Scotland Loves Anime 2017 - Day 3

Maulings, minds, monsters and megacities

The Sundays of prior Scotland Loves Anime events are typically slower paced affairs: the competition films have been aired, the jury has deliberated and now it’s time for films and shorts that may not always be premieres, but definitely warrant your attention.

a stronger than average showing with this now being the 8th SLA

Kicking off the day with the third and final instalment of Kizumonogatari certainly bucks that trend, excluded from competition for being a franchise film but no less visceral for it. Ostensibly Akiyuki Shinbo’s second film in the festival, Jonathan Clements’ introduction shed some light on the “Chief Director” position that many productions now have, effectively big names attached to a project, often without the onerous burden of working on it. Suffice it to say, a lot of the directorial duties may have fallen to Tatsuya Oishi, though you wouldn’t know it once Kizumonogatari Part 3: Reiketsu started. If you’ve made it to this last entry in the film series, you know what you’re getting yourself into: hard colour cuts, circuitous point making and slapstick dismemberments.

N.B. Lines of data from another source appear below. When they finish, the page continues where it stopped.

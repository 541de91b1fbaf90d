//! Reports Page

use leptos::prelude::*;

use crate::components::LiveView;

#[component]
pub fn ReportsPage() -> impl IntoView {
    view! { <LiveView title="Reports" collection="reports" /> }
}
//! Stripe Checkout Integration
//!
//! Implements the hosted-checkout approach: the browser is redirected to
//! Stripe's checkout page for the single configured subscription price.

use serde::{Deserialize, Serialize};
use stripe::{
    CheckoutSession as StripeCheckoutSession, CheckoutSessionMode, Client,
    CreateCheckoutSession, CreateCheckoutSessionLineItems,
    CreateCheckoutSessionPaymentMethodTypes,
};

use crate::error::{PaymentError, Result};

/// Fixed parameters of the hosted checkout flow.
#[derive(Clone, Debug)]
pub struct CheckoutConfig {
    /// Stripe price id of the team subscription.
    pub price_id: String,

    /// Where Stripe sends the browser after payment.
    pub success_url: String,

    /// Where Stripe sends the browser when checkout is abandoned.
    pub cancel_url: String,
}

/// Stripe client wrapper
pub struct StripeClient {
    client: Client,
    webhook_secret: String,
    config: CheckoutConfig,
}

impl StripeClient {
    /// Create a new Stripe client
    pub fn new(secret_key: &str, webhook_secret: &str, config: CheckoutConfig) -> Self {
        Self {
            client: Client::new(secret_key),
            webhook_secret: webhook_secret.to_string(),
            config,
        }
    }

    /// Create from environment variables
    pub fn from_env() -> Result<Self> {
        let secret_key = std::env::var("STRIPE_SECRET_KEY")
            .map_err(|_| PaymentError::Config("STRIPE_SECRET_KEY not set".into()))?;
        let webhook_secret = std::env::var("STRIPE_WEBHOOK_SECRET")
            .map_err(|_| PaymentError::Config("STRIPE_WEBHOOK_SECRET not set".into()))?;
        let price_id = std::env::var("STRIPE_PRICE_ID")
            .map_err(|_| PaymentError::Config("STRIPE_PRICE_ID not set".into()))?;

        let success_url = std::env::var("CHECKOUT_SUCCESS_URL")
            .unwrap_or_else(|_| "https://opsboard.example/success".into());
        let cancel_url = std::env::var("CHECKOUT_CANCEL_URL")
            .unwrap_or_else(|_| "https://opsboard.example/cancel".into());

        Ok(Self::new(
            &secret_key,
            &webhook_secret,
            CheckoutConfig {
                price_id,
                success_url,
                cancel_url,
            },
        ))
    }

    /// Get the webhook secret
    pub fn webhook_secret(&self) -> &str {
        &self.webhook_secret
    }

    /// Create a hosted checkout session for the team subscription.
    ///
    /// The caller's identity becomes the session's `client_reference_id`
    /// (and rides along in metadata), which is how the completed-checkout
    /// webhook finds the user document to upgrade.
    pub async fn create_checkout_session(&self, user_id: &str) -> Result<CheckoutSession> {
        let mut params = CreateCheckoutSession::new();
        params.mode = Some(CheckoutSessionMode::Subscription);
        params.payment_method_types = Some(vec![CreateCheckoutSessionPaymentMethodTypes::Card]);
        params.success_url = Some(&self.config.success_url);
        params.cancel_url = Some(&self.config.cancel_url);
        params.client_reference_id = Some(user_id);

        params.line_items = Some(vec![CreateCheckoutSessionLineItems {
            price: Some(self.config.price_id.clone()),
            quantity: Some(1),
            ..Default::default()
        }]);

        let mut metadata = std::collections::HashMap::new();
        metadata.insert("user_id".to_string(), user_id.to_string());
        params.metadata = Some(metadata);

        let session = StripeCheckoutSession::create(&self.client, params)
            .await
            .map_err(|e| PaymentError::Stripe(e.to_string()))?;

        let url = session
            .url
            .ok_or_else(|| PaymentError::Stripe("No checkout URL returned".into()))?;

        Ok(CheckoutSession {
            id: session.id.to_string(),
            url,
        })
    }
}

/// Result of creating a checkout session
#[derive(Clone, Debug, Serialize, Deserialize)]
pub struct CheckoutSession {
    /// Stripe session ID
    pub id: String,

    /// Hosted checkout URL to redirect the browser to
    pub url: String,
}

#[cfg(test)]
mod tests {
    use super::*;

    #[test]
    fn test_client_holds_webhook_secret() {
        let client = StripeClient::new(
            "sk_test_xxx",
            "whsec_xxx",
            CheckoutConfig {
                price_id: "price_team".into(),
                success_url: "https://opsboard.example/success".into(),
                cancel_url: "https://opsboard.example/cancel".into(),
            },
        );
        assert_eq!(client.webhook_secret(), "whsec_xxx");
    }
}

Following that and rounding out the festival’s spotlight on the director was a screening of Masaaki Yuasa’s directorial debut, Mind Game, which thanks to All The Anime’s Kickstarter is able to be released on home video in the UK. Being familiar with the director’s other works means watching the genesis of his signature traits was brilliant, but nothing can quite prepare you for the film's art punch. Lurching deliriously from angular, geometric faces to swirling maelstroms of colour is all par for the course for a story that goes to more places, both literal and figurative, than should coherently be possible.

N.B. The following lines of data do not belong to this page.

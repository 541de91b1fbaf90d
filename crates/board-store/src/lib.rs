//! # board-store
//!
//! Document-store seam for opsboard.
//!
//! The dashboard treats its backing store the way the hosted product treats
//! the vendor database: named collections of schemaless documents, observed
//! through live whole-snapshot subscriptions and written through merges.
//! This crate owns that seam: the [`DocumentStore`] trait, the document and
//! snapshot types, and [`MemoryStore`], an in-memory implementation that
//! plays the vendor role in development and tests.
//!
//! ## Usage
//!
//! ```rust,ignore
//! use board_store::{Collection, DocumentStore, MemoryStore};
//!
//! let store = MemoryStore::new();
//! let mut sub = store.subscribe(Collection::Reports)?;
//!
//! // First `next` yields the current contents, then one whole snapshot
//! // per committed write. Dropping `sub` releases the listener.
//! while let Some(snapshot) = sub.next().await {
//!     println!("{} documents", snapshot.documents.len());
//! }
//! ```

mod collection;
mod document;
mod error;
mod store;

pub use collection::Collection;
pub use document::{Document, Fields, Snapshot};
pub use error::{Result, StoreError};
pub use store::{DocumentStore, MemoryStore, Subscription};
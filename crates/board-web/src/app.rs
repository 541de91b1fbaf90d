//! Main App Component

use leptos::prelude::*;
use leptos_router::{components::*, path};

use crate::pages::{
    AdminPage, AgentChatPage, DashboardPage, FileHistoryPage, LandingPage, ReportsPage,
};

/// Root application component
#[component]
pub fn App() -> impl IntoView {
    view! {
        <Router>
            <nav class="nav">
                <a href="/">"Dashboard"</a>
                <a href="/admin">"Admin"</a>
                <a href="/reports">"Reports"</a>
                <a href="/agentchat">"Agent Chat"</a>
                <a href="/filehistory">"File History"</a>
                <a href="/welcome">"About"</a>
            </nav>
            <main class="app">
                <Routes fallback=|| view! { <p class="not-found">"Page not found"</p> }>
                    <Route path=path!("/") view=DashboardPage />
                    <Route path=path!("/admin") view=AdminPage />
                    <Route path=path!("/reports") view=ReportsPage />
                    <Route path=path!("/agentchat") view=AgentChatPage />
                    <Route path=path!("/filehistory") view=FileHistoryPage />
                    <Route path=path!("/welcome") view=LandingPage />
                </Routes>
            </main>
        </Router>
    }
}
//! File History Page

use leptos::prelude::*;

use crate::components::LiveView;

#[component]
pub fn FileHistoryPage() -> impl IntoView {
    view! { <LiveView title="File History" collection="filehistory" /> }
}
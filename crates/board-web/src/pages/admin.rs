//! Admin Page

use leptos::prelude::*;

use crate::components::LiveView;

#[component]
pub fn AdminPage() -> impl IntoView {
    view! { <LiveView title="Admin" collection="admin" /> }
}
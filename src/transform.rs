//! Position/rotation/scale triple shared by layouts, tiles and the renderer

use glam::{EulerRot, Mat4, Quat, Vec3};
use serde::{Deserialize, Serialize};

/// A tile transform. Rotation is Euler XYZ in radians.
#[derive(Debug, Clone, Copy, PartialEq, Serialize, Deserialize)]
pub struct Transform {
    pub position: Vec3,
    pub rotation: Vec3,
    pub scale: Vec3,
}

impl Default for Transform {
    fn default() -> Self {
        Self::IDENTITY
    }
}

impl Transform {
    pub const IDENTITY: Self = Self {
        position: Vec3::ZERO,
        rotation: Vec3::ZERO,
        scale: Vec3::ONE,
    };

    pub fn new(position: Vec3, rotation: Vec3, scale: Vec3) -> Self {
        Self {
            position,
            rotation,
            scale,
        }
    }

    /// Transform at `position` with no rotation and unit scale
    pub fn at(position: Vec3) -> Self {
        Self {
            position,
            ..Self::IDENTITY
        }
    }

    pub fn with_rotation(mut self, rotation: Vec3) -> Self {
        self.rotation = rotation;
        self
    }

    pub fn with_uniform_scale(mut self, scale: f32) -> Self {
        self.scale = Vec3::splat(scale);
        self
    }

    pub fn is_finite(&self) -> bool {
        self.position.is_finite() && self.rotation.is_finite() && self.scale.is_finite()
    }

    /// Component-wise interpolation (rotation is lerped per axis)
    pub fn lerp(&self, other: &Self, t: f32) -> Self {
        Self {
            position: self.position.lerp(other.position, t),
            rotation: self.rotation.lerp(other.rotation, t),
            scale: self.scale.lerp(other.scale, t),
        }
    }

    pub fn quat(&self) -> Quat {
        Quat::from_euler(EulerRot::XYZ, self.rotation.x, self.rotation.y, self.rotation.z)
    }

    /// Model matrix (scale, then rotate, then translate)
    pub fn matrix(&self) -> Mat4 {
        Mat4::from_scale_rotation_translation(self.scale, self.quat(), self.position)
    }
}

#[cfg(test)]
mod tests {
    use super::*;

    #[test]
    fn test_lerp_midpoint() {
        let a = Transform::at(Vec3::ZERO);
        let b = Transform::at(Vec3::new(2.0, 0.0, 0.0)).with_uniform_scale(3.0);
        let mid = a.lerp(&b, 0.5);
        assert!((mid.position.x - 1.0).abs() < 1e-6);
        assert!((mid.scale.y - 2.0).abs() < 1e-6);
    }

    #[test]
    fn test_is_finite() {
        assert!(Transform::IDENTITY.is_finite());
        let bad = Transform::at(Vec3::new(f32::NAN, 0.0, 0.0));
        assert!(!bad.is_finite());
    }
}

The penultimate film of the day filled another slot in the Madhouse studio focus with Vampire Hunter D: Bloodlust and due to other circumstances, I unfortunately didn’t manage to see. If memory serves the film has a strange kind of poise to it, mostly thanks to Yoshitaka Amano’s character designs; but being a Madhouse movie means that some usual suspects pop up in the credits, including Masao Maruyama as producer and Yoshiaki Kawajiri as director.

That pair were also on the staff in the final film of the day and the festival, Osamu Tezuka’s Metropolis. While perhaps not as lavish as the 1927 original, the production still teems with life and detail between the harsh art-deco lines of the ziggurat to the grungy, rust-coated gratings of Zone 2, even more so when projected from a gorgeously grainy 35mm print of the film. A rarity these days and even more so for anime as festival director Andrew Partridge let us know during his closing remarks prior to the film.

The 2017 festival apparently hadn’t reached the attendance numbers of 2016, buoyed as it was by stand out successes like Your Name and A Silent Voice packed into the schedule, but it had by most accounts been a stronger than average showing with this now being the 8th SLA. So with a thanks to the jury, the cinema staff and everyone for attending, Metropolis started. Echoing those sentiments, as always, many thanks for everyone involved in putting on another sterling festival; it was heartening to see so many people raise their hands for the question of whether you had attended three or more festivals. Always a highlight of the year, now all that’s left is to count the days until the schedule for the 2018 is released.